Duplicate elements in array

0 views
Skip to first unread message

Shuaib Zahda

unread,
Oct 28, 2007, 8:47:39 AM10/28/07
to
Hello

I am trying to output the duplicate elements in an array. I looked into
the api of ruby I found uniq method which outputs the array with no
duplication. What i want is to know which elements is duplicated.
For example

array = ["apple", "banana", "apple", "orange"]
=> ["apple", "banana", "apple", "orange"]
array.uniq
=> ["apple", "banana", "orange"]

I want the method to tell me that apple is the duplicated element

I tried this but it does not work

array - array.uniq

any idea

Regards
Shuaib
--
Posted via http://www.ruby-forum.com/.

Mohit Sindhwani

unread,
Oct 28, 2007, 9:15:40 AM10/28/07
to

I don't know a good way to do it, but one way to get the result would be
to force it into a hash since that eliminates duplicates.


I'm sure there's a better way to do it, but here's what I got.

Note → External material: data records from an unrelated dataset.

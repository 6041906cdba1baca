//! The cart ledger: line items and their derived summary.
//!
//! Lines are merged by `(product_id, size)` - the same product in two sizes
//! is two lines. The summary is recomputed before any mutating call returns,
//! so callers can never observe a summary that is stale relative to the
//! lines. Persistence (cookies, session storage) is a collaborator concern;
//! the ledger only owns the in-memory state.

use rust_decimal::Decimal;
use serde::{Deserialize, Serialize};

use pikabu_core::{Gender, ProductId, Size, TaxRate};

/// One product+size+quantity entry in the cart.
///
/// `unit_price` is a snapshot taken when the line was added; the order
/// reconciler replaces it with the authoritative catalog price at checkout.
#[derive(Debug, Clone, PartialEq, Eq, Serialize, Deserialize)]
pub struct CartLine {
    pub product_id: ProductId,
    /// `None` until the shopper picks a size; required before checkout.
    pub size: Option<Size>,
    pub quantity: u32,
    pub unit_price: Decimal,
    pub title: String,
    pub image: String,
    pub gender: Gender,
}

impl CartLine {
    /// Price of this line: `unit_price * quantity`.
    #[must_use]
    pub fn line_total(&self) -> Decimal {
        self.unit_price * Decimal::from(self.quantity)
    }

    /// The identity used for merging lines.
    const fn merge_key(&self) -> (ProductId, Option<Size>) {
        (self.product_id, self.size)
    }
}

/// Derived aggregate over the cart lines.
///
/// Always a pure function of the line list and the tax rate; it is never
/// mutated independently of the lines it summarizes.
#[derive(Debug, Clone, PartialEq, Eq, Serialize, Deserialize)]
pub struct CartSummary {
    /// Total number of units across all lines.
    pub item_count: u32,
    /// `sum(unit_price * quantity)` over all lines.
    pub sub_total: Decimal,
    /// `sub_total * tax_rate`.
    pub tax: Decimal,
    /// `sub_total * (1 + tax_rate)`. Unrounded on the cart side; rounding
    /// happens once, on the authoritative total at order validation.
    pub total: Decimal,
}

impl CartSummary {
    /// The summary of an empty cart.
    pub const EMPTY: Self = Self {
        item_count: 0,
        sub_total: Decimal::ZERO,
        tax: Decimal::ZERO,
        total: Decimal::ZERO,
    };

    /// Fold the given lines into a summary at the given tax rate.
    #[must_use]
    pub fn compute(lines: &[CartLine], tax_rate: TaxRate) -> Self {
        let item_count = lines.iter().map(|line| line.quantity).sum();
        let sub_total = lines
            .iter()
            .fold(Decimal::ZERO, |acc, line| acc + line.line_total());

        Self {
            item_count,
            sub_total,
            tax: tax_rate.tax_on(sub_total),
            total: tax_rate.gross(sub_total),
        }
    }
}

/// An owned cart: the line items plus their current summary.
///
/// Every mutating operation ([`add`](Self::add),
/// [`set_quantity`](Self::set_quantity), [`remove`](Self::remove),
/// [`clear`](Self::clear)) recomputes the summary before returning.
/// Mutation goes through `&mut self`, so concurrent writers serialize
/// through whatever owns the ledger - there is no interior mutability.
#[derive(Debug, Clone)]
pub struct CartLedger {
    lines: Vec<CartLine>,
    summary: CartSummary,
    tax_rate: TaxRate,
}

impl CartLedger {
    /// Create an empty ledger with the given tax rate.
    #[must_use]
    pub const fn new(tax_rate: TaxRate) -> Self {
        Self {
            lines: Vec::new(),
            summary: CartSummary::EMPTY,
            tax_rate,
        }
    }

    /// Rebuild a ledger from previously stored lines (e.g., a cart cookie).
    #[must_use]
    pub fn from_lines(lines: Vec<CartLine>, tax_rate: TaxRate) -> Self {
        let mut ledger = Self {
            lines,
            summary: CartSummary::EMPTY,
            tax_rate,
        };
        ledger.recompute_summary();
        ledger
    }

    /// Add a line to the cart.
    ///
    /// If a line with the same `(product_id, size)` already exists, the
    /// incoming quantity is added to it; otherwise the line is appended.
    /// A zero-quantity line is rejected as a no-op so the `quantity >= 1`
    /// invariant holds for every stored line.
    pub fn add(&mut self, line: CartLine) {
        if line.quantity == 0 {
            return;
        }

        let key = line.merge_key();
        match self.lines.iter_mut().find(|l| l.merge_key() == key) {
            Some(existing) => existing.quantity += line.quantity,
            None => self.lines.push(line),
        }
        self.recompute_summary();
    }

    /// Replace the quantity of the matching line; no-op when absent.
    ///
    /// Callers are expected to clamp `quantity` to their policy bounds first
    /// (see [`QuantityLimits`](crate::config::QuantityLimits)). A quantity of
    /// zero removes the line - entries below one are never kept.
    pub fn set_quantity(&mut self, product_id: ProductId, size: Option<Size>, quantity: u32) {
        if quantity == 0 {
            self.remove(product_id, size);
            return;
        }

        if let Some(line) = self
            .lines
            .iter_mut()
            .find(|l| l.merge_key() == (product_id, size))
        {
            line.quantity = quantity;
            self.recompute_summary();
        }
    }

    /// Delete the matching line; no-op when absent.
    pub fn remove(&mut self, product_id: ProductId, size: Option<Size>) {
        let before = self.lines.len();
        self.lines.retain(|l| l.merge_key() != (product_id, size));
        if self.lines.len() != before {
            self.recompute_summary();
        }
    }

    /// Empty the cart and zero the summary. Used once an order is created.
    pub fn clear(&mut self) {
        self.lines.clear();
        self.summary = CartSummary::EMPTY;
    }

    /// Current lines, in insertion order.
    #[must_use]
    pub fn lines(&self) -> &[CartLine] {
        &self.lines
    }

    /// Current summary; consistent with [`lines`](Self::lines) at all times.
    #[must_use]
    pub const fn summary(&self) -> &CartSummary {
        &self.summary
    }

    /// The tax rate this ledger folds into its summary.
    #[must_use]
    pub const fn tax_rate(&self) -> TaxRate {
        self.tax_rate
    }

    /// Whether the cart holds no lines.
    #[must_use]
    pub fn is_empty(&self) -> bool {
        self.lines.is_empty()
    }

    fn recompute_summary(&mut self) {
        self.summary = CartSummary::compute(&self.lines, self.tax_rate);
    }
}

#[cfg(test)]
#[allow(clippy::unwrap_used)]
mod tests {
    use super::*;

    fn dec(s: &str) -> Decimal {
        s.parse().unwrap()
    }

    fn rate(s: &str) -> TaxRate {
        TaxRate::new(dec(s)).unwrap()
    }

    fn shirt(size: Option<Size>, quantity: u32, unit_price: &str) -> CartLine {
        CartLine {
            product_id: ProductId::new(1),
            size,
            quantity,
            unit_price: dec(unit_price),
            title: "Logo Tee".to_string(),
            image: "logo-tee.webp".to_string(),
            gender: Gender::Unisex,
        }
    }

    #[test]
    fn test_add_merges_same_product_and_size() {
        let mut ledger = CartLedger::new(TaxRate::ZERO);
        ledger.add(shirt(Some(Size::M), 2, "10"));
        ledger.add(shirt(Some(Size::M), 3, "10"));

        assert_eq!(ledger.lines().len(), 1);
        assert_eq!(ledger.lines()[0].quantity, 5);
    }

    #[test]
    fn test_add_accumulation_over_many_calls() {
        let mut ledger = CartLedger::new(TaxRate::ZERO);
        for qty in [1, 2, 3, 4] {
            ledger.add(shirt(Some(Size::L), qty, "10"));
        }
        assert_eq!(ledger.lines()[0].quantity, 10);
        assert_eq!(ledger.summary().item_count, 10);
    }

    #[test]
    fn test_add_keeps_sizes_as_separate_lines() {
        let mut ledger = CartLedger::new(TaxRate::ZERO);
        ledger.add(shirt(Some(Size::M), 1, "10"));
        ledger.add(shirt(Some(Size::L), 1, "10"));
        ledger.add(shirt(None, 1, "10"));

        assert_eq!(ledger.lines().len(), 3);
    }

    #[test]
    fn test_add_zero_quantity_is_rejected() {
        let mut ledger = CartLedger::new(TaxRate::ZERO);
        ledger.add(shirt(Some(Size::M), 0, "10"));

        assert!(ledger.is_empty());
        assert_eq!(*ledger.summary(), CartSummary::EMPTY);
    }

    #[test]
    fn test_summary_matches_spec_example() {
        // price 10 x qty 2 at 10% tax => 2 items, 20 subtotal, 2 tax, 22 total
        let mut ledger = CartLedger::new(rate("0.1"));
        ledger.add(shirt(Some(Size::M), 2, "10"));

        let summary = ledger.summary();
        assert_eq!(summary.item_count, 2);
        assert_eq!(summary.sub_total, dec("20"));
        assert_eq!(summary.tax, dec("2.0"));
        assert_eq!(summary.total, dec("22.0"));
    }

    #[test]
    fn test_summary_recomputed_after_every_mutation() {
        let mut ledger = CartLedger::new(rate("0.1"));
        ledger.add(shirt(Some(Size::M), 2, "10"));
        assert_eq!(ledger.summary().item_count, 2);

        ledger.set_quantity(ProductId::new(1), Some(Size::M), 4);
        assert_eq!(ledger.summary().item_count, 4);
        assert_eq!(ledger.summary().sub_total, dec("40"));

        ledger.remove(ProductId::new(1), Some(Size::M));
        assert_eq!(*ledger.summary(), CartSummary::EMPTY);
    }

    #[test]
    fn test_summary_is_idempotent_on_unchanged_lines() {
        let mut ledger = CartLedger::new(rate("0.15"));
        ledger.add(shirt(Some(Size::M), 3, "19.99"));

        let first = ledger.summary().clone();
        let second = CartSummary::compute(ledger.lines(), ledger.tax_rate());
        assert_eq!(first, second);
    }

    #[test]
    fn test_set_quantity_unknown_line_is_noop() {
        let mut ledger = CartLedger::new(TaxRate::ZERO);
        ledger.add(shirt(Some(Size::M), 2, "10"));

        ledger.set_quantity(ProductId::new(99), Some(Size::M), 5);
        ledger.set_quantity(ProductId::new(1), Some(Size::S), 5);

        assert_eq!(ledger.lines()[0].quantity, 2);
    }

    #[test]
    fn test_set_quantity_zero_removes_line() {
        let mut ledger = CartLedger::new(TaxRate::ZERO);
        ledger.add(shirt(Some(Size::M), 2, "10"));
        ledger.set_quantity(ProductId::new(1), Some(Size::M), 0);

        assert!(ledger.is_empty());
        assert_eq!(ledger.summary().item_count, 0);
    }

    #[test]
    fn test_remove_absent_line_is_noop() {
        let mut ledger = CartLedger::new(TaxRate::ZERO);
        ledger.add(shirt(Some(Size::M), 2, "10"));
        ledger.remove(ProductId::new(1), Some(Size::L));

        assert_eq!(ledger.lines().len(), 1);
    }

    #[test]
    fn test_clear_resets_to_empty() {
        let mut ledger = CartLedger::new(rate("0.1"));
        ledger.add(shirt(Some(Size::M), 2, "10"));
        ledger.clear();

        assert!(ledger.is_empty());
        let summary = ledger.summary();
        assert_eq!(summary.item_count, 0);
        assert_eq!(summary.sub_total, Decimal::ZERO);
        assert_eq!(summary.tax, Decimal::ZERO);
        assert_eq!(summary.total, Decimal::ZERO);
    }

    #[test]
    fn test_cart_line_serde_roundtrip() {
        let line = shirt(Some(Size::Xxl), 2, "19.99");
        let json = serde_json::to_string(&line).unwrap();
        let parsed: CartLine = serde_json::from_str(&json).unwrap();
        assert_eq!(parsed, line);
    }

    #[test]
    fn test_from_lines_restores_summary() {
        let lines = vec![
            shirt(Some(Size::M), 2, "10"),
            shirt(Some(Size::L), 1, "15.50"),
        ];
        let ledger = CartLedger::from_lines(lines, rate("0.1"));

        assert_eq!(ledger.summary().item_count, 3);
        assert_eq!(ledger.summary().sub_total, dec("35.50"));
    }
}
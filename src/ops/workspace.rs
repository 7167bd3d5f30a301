use chrono::NaiveDate;

use crate::model::project::Project;
use crate::model::task::Task;
use crate::model::user::User;
use crate::ops::dashboard::{self, DashboardStats, HomeStats, ProjectProgress};
use crate::ops::entity_list::EntityList;
use crate::ops::seed;

/// The three in-memory lists a session works on, plus the date used for
/// overdue and upcoming checks.
pub struct Workspace {
    pub users: EntityList<User>,
    pub projects: EntityList<Project>,
    pub tasks: EntityList<Task>,
    pub today: NaiveDate,
}

impl Workspace {
    /// Start from the built-in sample records
    pub fn seeded(today: NaiveDate) -> Self {
        Workspace {
            users: EntityList::from_records(seed::seed_users()),
            projects: EntityList::from_records(seed::seed_projects()),
            tasks: EntityList::from_records(seed::seed_tasks(today)),
            today,
        }
    }

    pub fn dashboard_stats(&self) -> DashboardStats {
        dashboard::dashboard_stats(self.projects.records(), self.tasks.records(), self.today)
    }

    pub fn home_stats(&self) -> HomeStats {
        dashboard::home_stats(
            self.users.records(),
            self.projects.records(),
            self.tasks.records(),
            self.today,
        )
    }

    pub fn project_progress(&self) -> Vec<ProjectProgress> {
        dashboard::project_progress(self.projects.records(), self.tasks.records())
    }

    /// Project names in list order, for filter and form choices
    pub fn project_names(&self) -> Vec<String> {
        self.projects.records().iter().map(|p| p.name.clone()).collect()
    }

    /// User names in list order, for the assignee choice
    pub fn user_names(&self) -> Vec<String> {
        self.users.records().iter().map(|u| u.name.clone()).collect()
    }
}

#[cfg(test)]
mod tests {
    use super::*;
    use crate::model::project::ProjectDraft;

    #[test]
    fn counters_follow_list_changes() {
        let today = NaiveDate::from_ymd_opt(2024, 6, 1).unwrap();
        let mut ws = Workspace::seeded(today);
        let before = ws.dashboard_stats().total_projects;
        ws.projects.add(ProjectDraft {
            name: "Docs Portal".into(),
            ..Default::default()
        });
        assert_eq!(ws.dashboard_stats().total_projects, before + 1);
        assert_eq!(ws.project_names().last().map(String::as_str), Some("Docs Portal"));
    }

    #[test]
    fn user_names_in_list_order() {
        let ws = Workspace::seeded(NaiveDate::from_ymd_opt(2024, 6, 1).unwrap());
        assert_eq!(ws.user_names(), vec!["John Doe", "Jane Smith", "Bob Johnson"]);
    }
}
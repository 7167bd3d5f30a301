pub mod commands;
pub mod handlers;
pub mod output;
use std::fs;
use std::io::{self, Write};
use std::path::{Path, PathBuf};

use indexmap::IndexMap;
use tempfile::NamedTempFile;

/// Error type for the key/value store
#[derive(Debug, thiserror::Error)]
pub enum StorageError {
    #[error("could not read {path}: {source}")]
    ReadError { path: PathBuf, source: io::Error },
    #[error("could not write {path}: {source}")]
    WriteError { path: PathBuf, source: io::Error },
    #[error("could not parse {path}: {source}")]
    ParseError {
        path: PathBuf,
        source: serde_json::Error,
    },
    #[error("could not serialize storage: {0}")]
    SerializeError(#[from] serde_json::Error),
}

/// String keys to string values persisted as one JSON object, the same
/// shape as browser local storage.
#[derive(Debug, Clone)]
pub struct LocalStorage {
    path: PathBuf,
}

impl LocalStorage {
    pub fn new(path: impl Into<PathBuf>) -> Self {
        LocalStorage { path: path.into() }
    }

    pub fn path(&self) -> &Path {
        &self.path
    }

    fn read_all(&self) -> Result<IndexMap<String, String>, StorageError> {
        if !self.path.exists() {
            return Ok(IndexMap::new());
        }
        let text = fs::read_to_string(&self.path).map_err(|e| StorageError::ReadError {
            path: self.path.clone(),
            source: e,
        })?;
        if text.trim().is_empty() {
            return Ok(IndexMap::new());
        }
        serde_json::from_str(&text).map_err(|e| StorageError::ParseError {
            path: self.path.clone(),
            source: e,
        })
    }

    /// The current items for a read-modify-write, and whether the file was
    /// unparseable. A corrupt store is logged and replaced instead of
    /// blocking every later write.
    fn read_for_write(&self) -> Result<(IndexMap<String, String>, bool), StorageError> {
        match self.read_all() {
            Err(StorageError::ParseError { path, source }) => {
                tracing::warn!(path = %path.display(), error = %source, "replacing unreadable storage");
                Ok((IndexMap::new(), true))
            }
            other => Ok((other?, false)),
        }
    }

    fn write_all(&self, items: &IndexMap<String, String>) -> Result<(), StorageError> {
        let content = serde_json::to_string_pretty(items)?;
        let write_err = |e: io::Error| StorageError::WriteError {
            path: self.path.clone(),
            source: e,
        };
        if let Some(parent) = self.path.parent() {
            fs::create_dir_all(parent).map_err(write_err)?;
        }
        atomic_write(&self.path, content.as_bytes()).map_err(write_err)
    }

    pub fn get_item(&self, key: &str) -> Result<Option<String>, StorageError> {
        Ok(self.read_all()?.get(key).cloned())
    }

    pub fn set_item(&self, key: &str, value: &str) -> Result<(), StorageError> {
        let (mut items, _) = self.read_for_write()?;
        items.insert(key.to_string(), value.to_string());
        self.write_all(&items)
    }

    /// Removing a missing key is not an error
    pub fn remove_item(&self, key: &str) -> Result<(), StorageError> {
        let (mut items, corrupt) = self.read_for_write()?;
        if items.shift_remove(key).is_some() || corrupt {
            self.write_all(&items)?;
        }
        Ok(())
    }
}

/// Write via a temp file in the same directory, then rename over the target
pub fn atomic_write(path: &Path, content: &[u8]) -> io::Result<()> {
    let dir = path.parent().unwrap_or(Path::new("."));
    let mut tmp = NamedTempFile::new_in(dir)?;
    tmp.write_all(content)?;
    tmp.flush()?;
    tmp.persist(path).map_err(|e| e.error)?;
    Ok(())
}
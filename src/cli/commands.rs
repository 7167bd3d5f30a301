use std::path::PathBuf;

use clap::{Args, Parser, Subcommand};

#[derive(Parser)]
#[command(name = "pms", about = concat!("pms v", env!("CARGO_PKG_VERSION"), " - projects, tasks and people in your terminal"), version)]
pub struct Cli {
    #[command(subcommand)]
    pub command: Option<Commands>,

    /// Output as JSON
    #[arg(long, global = true)]
    pub json: bool,

    /// Directory holding config.toml and the session store
    #[arg(long, global = true)]
    pub home: Option<PathBuf>,

    /// Open the TUI at a route (/, /users, /dashboard, /projects, /tasks, /login, /register)
    #[arg(long)]
    pub route: Option<String>,
}

#[derive(Subcommand)]
pub enum Commands {
    /// List users
    Users,
    /// List projects
    Projects,
    /// Filter, sort and page through tasks
    Tasks(TasksArgs),
    /// Show a month of tasks by due date
    Calendar(CalendarArgs),
    /// Project counters and progress chart
    Dashboard,
    /// Overview counters
    Home,
    /// Sign in and store the session
    Login(LoginArgs),
    /// Create an account and store the session
    Register(RegisterArgs),
    /// Clear the stored session
    Logout,
    /// Show the signed-in user
    Whoami,
    /// List the screens and their routes
    Routes,
    /// View or change settings
    Config(ConfigCmd),
}

// ---------------------------------------------------------------------------
// Read command args
// ---------------------------------------------------------------------------

#[derive(Args, Default)]
pub struct TasksArgs {
    /// Case-insensitive text to look for in title or description
    #[arg(long, short)]
    pub search: Option<String>,
    /// Keep tasks with this status (repeatable: todo, in-progress, completed)
    #[arg(long)]
    pub status: Vec<String>,
    /// Keep tasks with this priority (repeatable: low, medium, high)
    #[arg(long)]
    pub priority: Vec<String>,
    /// Keep tasks in this project (repeatable)
    #[arg(long)]
    pub project: Vec<String>,
    /// Sort key: dueDate, priority, status or title
    #[arg(long)]
    pub sort: Option<String>,
    /// Sort descending
    #[arg(long, requires = "sort")]
    pub desc: bool,
    /// Page number, starting at 1
    #[arg(long, default_value = "1")]
    pub page: usize,
    /// Tasks per page (default from config)
    #[arg(long)]
    pub page_size: Option<usize>,
}

#[derive(Args)]
pub struct CalendarArgs {
    /// Month to show as YYYY-MM (default: current month)
    #[arg(long)]
    pub month: Option<String>,
}

// ---------------------------------------------------------------------------
// Session command args
// ---------------------------------------------------------------------------

#[derive(Args)]
pub struct LoginArgs {
    #[arg(long)]
    pub email: String,
    /// Password (read from stdin when omitted)
    #[arg(long)]
    pub password: Option<String>,
}

#[derive(Args)]
pub struct RegisterArgs {
    #[arg(long)]
    pub name: String,
    #[arg(long)]
    pub email: String,
    #[arg(long)]
    pub password: String,
    #[arg(long)]
    pub confirm_password: String,
}

// ---------------------------------------------------------------------------
// Config
// ---------------------------------------------------------------------------

#[derive(Args)]
pub struct ConfigCmd {
    #[command(subcommand)]
    pub action: ConfigAction,
}

#[derive(Subcommand)]
pub enum ConfigAction {
    /// Print the effective configuration
    Show,
    /// Set a value, e.g. `pms config set api.base_url http://host/api`
    Set {
        /// Dotted key (api.base_url, api.timeout_secs, tasks.page_size, log.level, ui.colors.<slot>)
        key: String,
        value: String,
    },
    /// Print the path of config.toml
    Path,
}
use chrono::NaiveDate;
use serde::Serialize;

use crate::model::project::{Project, ProjectStatus};
use crate::model::task::Task;
use crate::model::user::{User, UserStatus};

/// Days ahead of today that count as "upcoming" on the home screen
pub const UPCOMING_WINDOW_DAYS: i64 = 7;

/// Counters shown on the Dashboard screen
#[derive(Debug, Clone, Default, PartialEq, Eq, Serialize)]
#[serde(rename_all = "camelCase")]
pub struct DashboardStats {
    pub total_projects: usize,
    pub active_projects: usize,
    pub completed_projects: usize,
    pub overdue_tasks: usize,
}

/// Counters shown on the Home screen
#[derive(Debug, Clone, Default, PartialEq, Eq, Serialize)]
#[serde(rename_all = "camelCase")]
pub struct HomeStats {
    pub total_users: usize,
    pub active_users: usize,
    pub active_projects: usize,
    pub completed_tasks: usize,
    pub upcoming_deadlines: usize,
}

/// One bar of the project progress chart
#[derive(Debug, Clone, PartialEq, Eq, Serialize)]
#[serde(rename_all = "camelCase")]
pub struct ProjectProgress {
    pub name: String,
    /// Percentage of the project's tasks that are completed, 0–100
    pub progress: u8,
    pub total_tasks: usize,
}

pub fn dashboard_stats(projects: &[Project], tasks: &[Task], today: NaiveDate) -> DashboardStats {
    DashboardStats {
        total_projects: projects.len(),
        active_projects: count_projects(projects, ProjectStatus::Active),
        completed_projects: count_projects(projects, ProjectStatus::Completed),
        overdue_tasks: tasks.iter().filter(|t| t.is_overdue(today)).count(),
    }
}

pub fn home_stats(users: &[User], projects: &[Project], tasks: &[Task], today: NaiveDate) -> HomeStats {
    let horizon = today + chrono::Duration::days(UPCOMING_WINDOW_DAYS);
    HomeStats {
        total_users: users.len(),
        active_users: users
            .iter()
            .filter(|u| u.status == UserStatus::Active)
            .count(),
        active_projects: count_projects(projects, ProjectStatus::Active),
        completed_tasks: tasks.iter().filter(|t| t.status.is_completed()).count(),
        upcoming_deadlines: tasks
            .iter()
            .filter(|t| !t.status.is_completed())
            .filter(|t| t.due_date.is_some_and(|d| d >= today && d <= horizon))
            .count(),
    }
}

fn count_projects(projects: &[Project], status: ProjectStatus) -> usize {
    projects.iter().filter(|p| p.status == status).count()
}

/// Completion percentage per project, in project list order. Tasks are
/// matched to projects by name; a project with no tasks shows 0.
pub fn project_progress(projects: &[Project], tasks: &[Task]) -> Vec<ProjectProgress> {
    projects
        .iter()
        .map(|p| {
            let (total, done) = tasks
                .iter()
                .filter(|t| t.project == p.name)
                .fold((0usize, 0usize), |(total, done), t| {
                    (total + 1, done + usize::from(t.status.is_completed()))
                });
            let progress = if total == 0 {
                0
            } else {
                ((done * 100) / total) as u8
            };
            ProjectProgress {
                name: p.name.clone(),
                progress,
                total_tasks: total,
            }
        })
        .collect()
}

#[cfg(test)]
mod tests {
    use super::*;
    use crate::model::task::{TaskDraft, TaskStatus};
    use chrono::Utc;
    use pretty_assertions::assert_eq;

    fn project(id: u64, name: &str, status: ProjectStatus) -> Project {
        Project {
            id,
            name: name.into(),
            description: String::new(),
            status,
        }
    }

    fn task(id: u64, project: &str, status: TaskStatus, due: Option<(i32, u32, u32)>) -> Task {
        Task::from_draft_at(
            id,
            TaskDraft {
                title: format!("t{id}"),
                project: project.into(),
                status,
                due_date: due.and_then(|(y, m, d)| NaiveDate::from_ymd_opt(y, m, d)),
                ..Default::default()
            },
            Utc::now(),
        )
    }

    fn today() -> NaiveDate {
        NaiveDate::from_ymd_opt(2024, 6, 1).unwrap()
    }

    #[test]
    fn counts_projects_and_overdue_tasks() {
        let projects = vec![
            project(1, "A", ProjectStatus::Active),
            project(2, "B", ProjectStatus::Active),
            project(3, "C", ProjectStatus::Completed),
            project(4, "D", ProjectStatus::OnHold),
        ];
        let tasks = vec![
            task(1, "A", TaskStatus::Todo, Some((2024, 5, 1))),
            task(2, "A", TaskStatus::Completed, Some((2024, 5, 1))),
            task(3, "B", TaskStatus::InProgress, Some((2024, 6, 1))),
            task(4, "B", TaskStatus::Todo, None),
        ];
        assert_eq!(
            dashboard_stats(&projects, &tasks, today()),
            DashboardStats {
                total_projects: 4,
                active_projects: 2,
                completed_projects: 1,
                overdue_tasks: 1,
            }
        );
    }

    #[test]
    fn upcoming_window_is_inclusive() {
        let tasks = vec![
            task(1, "A", TaskStatus::Todo, Some((2024, 6, 1))),
            task(2, "A", TaskStatus::Todo, Some((2024, 6, 8))),
            task(3, "A", TaskStatus::Todo, Some((2024, 6, 9))),
            task(4, "A", TaskStatus::Completed, Some((2024, 6, 2))),
            task(5, "A", TaskStatus::Todo, Some((2024, 5, 31))),
        ];
        let stats = home_stats(&[], &[], &tasks, today());
        assert_eq!(stats.upcoming_deadlines, 2);
        assert_eq!(stats.completed_tasks, 1);
    }

    #[test]
    fn progress_is_share_of_completed_tasks() {
        let projects = vec![
            project(1, "A", ProjectStatus::Active),
            project(2, "Empty", ProjectStatus::Active),
        ];
        let tasks = vec![
            task(1, "A", TaskStatus::Completed, None),
            task(2, "A", TaskStatus::Todo, None),
            task(3, "A", TaskStatus::Completed, None),
            task(4, "Elsewhere", TaskStatus::Completed, None),
        ];
        let bars = project_progress(&projects, &tasks);
        assert_eq!(bars[0].progress, 66);
        assert_eq!(bars[0].total_tasks, 3);
        assert_eq!(bars[1].progress, 0);
        assert_eq!(bars[1].total_tasks, 0);
    }
}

array = ["apple", "banana", "apple", "orange", "fat", "cow", "cow"]
h = Hash.new
duplicates = []

array.each {|item|
if h.has_key?(item) then
duplicates << item
else
h[item] = 0 #it doesn't matter what we store
end
}

puts duplicates

Cheers
Mohit.


Mohit Sindhwani

unread,
Oct 28, 2007, 9:16:28 AM10/28/07
to
Sean O'Halpin wrote:
>> Here's one way (I'm sure there must be a simpler approach - just can't
>>
> think of it right now):

>
> array = ["apple", "banana", "apple", "orange"]
> counts = array.inject(Hash.new {|h,k| h[k] = 0 }) { |hash, item| hash[item]
> += 1; hash}
> p counts #=> {"apple"=>2, "banana"=>1, "orange"=>1}
> p counts.select { |k,v| v > 1 }.map{ |k, v| k}.flatten #=> ["apple"]
>
>
> Regards,
> Sean
>
>
I so have to get the hang of inject, flatten and map.

Cheers,
Mohit.
10/28/2007 | 9:16 PM.


Robert Klemme

unread,
Oct 28, 2007, 9:35:37 AM10/28/07
to

irb(main):007:0> array = %w{apple banana apple orange}


=> ["apple", "banana", "apple", "orange"]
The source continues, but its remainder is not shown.